Stored data.
# # # # # # #

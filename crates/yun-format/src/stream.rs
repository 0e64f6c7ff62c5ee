//! 流信息定义.
//!
//! 描述容器中的一条流. 编解码器参数对流水线是不透明的,
//! 只在容器之间原样传递.

use serde::Serialize;
use yun_codec::CodecId;
use yun_core::{MediaType, Rational};

/// 流信息
#[derive(Debug, Clone, Serialize)]
pub struct Stream {
    /// 流索引 (在容器中的位置, 从 0 开始)
    pub index: usize,
    /// 媒体类型
    pub media_type: MediaType,
    /// 编解码器标识
    pub codec_id: CodecId,
    /// 时间基
    pub time_base: Rational,
    /// 流时长 (以 time_base 为单位, -1 表示未知)
    pub duration: i64,
    /// 编码器名称 (原始记录头中携带, 可能为空)
    pub encoder_name: String,
    /// 编解码器私有数据
    #[serde(skip)]
    pub extra_data: Vec<u8>,
    /// 流特定参数
    pub params: StreamParams,
}

/// 流特定参数
#[derive(Debug, Clone, Serialize)]
#[serde(rename_all = "lowercase")]
pub enum StreamParams {
    /// 视频流参数
    Video(VideoStreamParams),
    /// 音频流参数
    Audio(AudioStreamParams),
    /// 其他
    Other,
}

/// 视频流参数
#[derive(Debug, Clone, Default, Serialize)]
pub struct VideoStreamParams {
    /// 宽度 (像素)
    pub width: u32,
    /// 高度 (像素)
    pub height: u32,
    /// 像素格式代码 (不透明, 由编码引擎定义)
    pub pixel_format: i32,
    /// 帧率
    pub frame_rate: Rational,
    /// 码率 (bps, 0 表示未知)
    pub bit_rate: u64,
}

/// 音频流参数
#[derive(Debug, Clone, Default, Serialize)]
pub struct AudioStreamParams {
    /// 采样率 (Hz)
    pub sample_rate: u32,
    /// 声道布局位掩码
    pub channel_layout: u64,
    /// 码率 (bps, 0 表示未知)
    pub bit_rate: u64,
}

impl Stream {
    /// 创建流, 媒体类型由编解码器推断, 参数取默认值
    pub fn new(index: usize, codec_id: CodecId, time_base: Rational) -> Self {
        let media_type = codec_id.media_type();
        let params = match media_type {
            MediaType::Video => StreamParams::Video(VideoStreamParams::default()),
            MediaType::Audio => StreamParams::Audio(AudioStreamParams::default()),
            MediaType::Other => StreamParams::Other,
        };
        Self {
            index,
            media_type,
            codec_id,
            time_base,
            duration: -1,
            encoder_name: String::new(),
            extra_data: Vec::new(),
            params,
        }
    }

    /// 编码器名称, 为空时退回编解码器短名
    pub fn encoder(&self) -> &str {
        if self.encoder_name.is_empty() {
            self.codec_id.name()
        } else {
            &self.encoder_name
        }
    }

    /// 视频参数
    pub fn video(&self) -> Option<&VideoStreamParams> {
        match &self.params {
            StreamParams::Video(v) => Some(v),
            _ => None,
        }
    }

    /// 音频参数
    pub fn audio(&self) -> Option<&AudioStreamParams> {
        match &self.params {
            StreamParams::Audio(a) => Some(a),
            _ => None,
        }
    }
}
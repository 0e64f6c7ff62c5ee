//! 封装器选项.
//!
//! 选项是字符串键值对, 由各封装器自行解释. 未知键记录警告后忽略,
//! 取值格式错误返回 `BadValue`.

use std::collections::BTreeMap;
use std::str::FromStr;

use serde::{Deserialize, Serialize};
use yun_core::{YunError, YunResult};

/// 封装器选项集合
#[derive(Debug, Clone, Default, PartialEq, Eq, Serialize, Deserialize)]
#[serde(transparent)]
pub struct MuxOptions(BTreeMap<String, String>);

impl MuxOptions {
    /// 创建空选项集
    pub fn new() -> Self {
        Self::default()
    }

    /// 设置一个选项
    pub fn set(&mut self, key: impl Into<String>, value: impl Into<String>) -> &mut Self {
        self.0.insert(key.into(), value.into());
        self
    }

    /// 读取一个选项
    pub fn get(&self, key: &str) -> Option<&str> {
        self.0.get(key).map(String::as_str)
    }

    /// 遍历所有选项
    pub fn iter(&self) -> impl Iterator<Item = (&str, &str)> {
        self.0.iter().map(|(k, v)| (k.as_str(), v.as_str()))
    }

    /// 是否为空
    pub fn is_empty(&self) -> bool {
        self.0.is_empty()
    }

    /// 解析 `key=value` 形式的一项并加入
    pub fn parse_pair(&mut self, pair: &str) -> YunResult<()> {
        let (key, value) = pair
            .split_once('=')
            .ok_or_else(|| YunError::BadValue(format!("选项应为 key=value: {pair:?}")))?;
        let key = key.trim();
        if key.is_empty() {
            return Err(YunError::BadValue(format!("选项键为空: {pair:?}")));
        }
        self.set(key, value.trim());
        Ok(())
    }
}

impl<K: Into<String>, V: Into<String>> FromIterator<(K, V)> for MuxOptions {
    fn from_iter<I: IntoIterator<Item = (K, V)>>(iter: I) -> Self {
        Self(iter.into_iter().map(|(k, v)| (k.into(), v.into())).collect())
    }
}

/// 解析选项取值, 失败时返回 `BadValue`
pub fn parse_value<T: FromStr>(key: &str, value: &str) -> YunResult<T> {
    let parse = |s: &str| s.parse::<T>().ok();
    let parsed = match value.strip_prefix("0x").or_else(|| value.strip_prefix("0X")) {
        Some(hex) => u64::from_str_radix(hex, 16)
            .ok()
            .and_then(|v| parse(&v.to_string())),
        None => parse(value),
    };
    parsed.ok_or_else(|| YunError::BadValue(format!("选项 {key} 取值无效: {value:?}")))
}

/// 解析布尔选项 (`0/1/true/false`)
pub fn parse_bool(key: &str, value: &str) -> YunResult<bool> {
    match value.to_ascii_lowercase().as_str() {
        "1" | "true" | "yes" => Ok(true),
        "0" | "false" | "no" => Ok(false),
        _ => Err(YunError::BadValue(format!("选项 {key} 取值无效: {value:?}"))),
    }
}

# # # # # # #

Work instruction. Search the entries above for "YunError". Show every line that has it.

Worked solution.
use yun_core::{YunError, YunResult};
            .ok_or_else(|| YunError::BadValue(format!("选项应为 key=value: {pair:?}")))?;
            return Err(YunError::BadValue(format!("选项键为空: {pair:?}")));
    parsed.ok_or_else(|| YunError::BadValue(format!("选项 {key} 取值无效: {value:?}")))
        _ => Err(YunError::BadValue(format!("选项 {key} 取值无效: {value:?}"))),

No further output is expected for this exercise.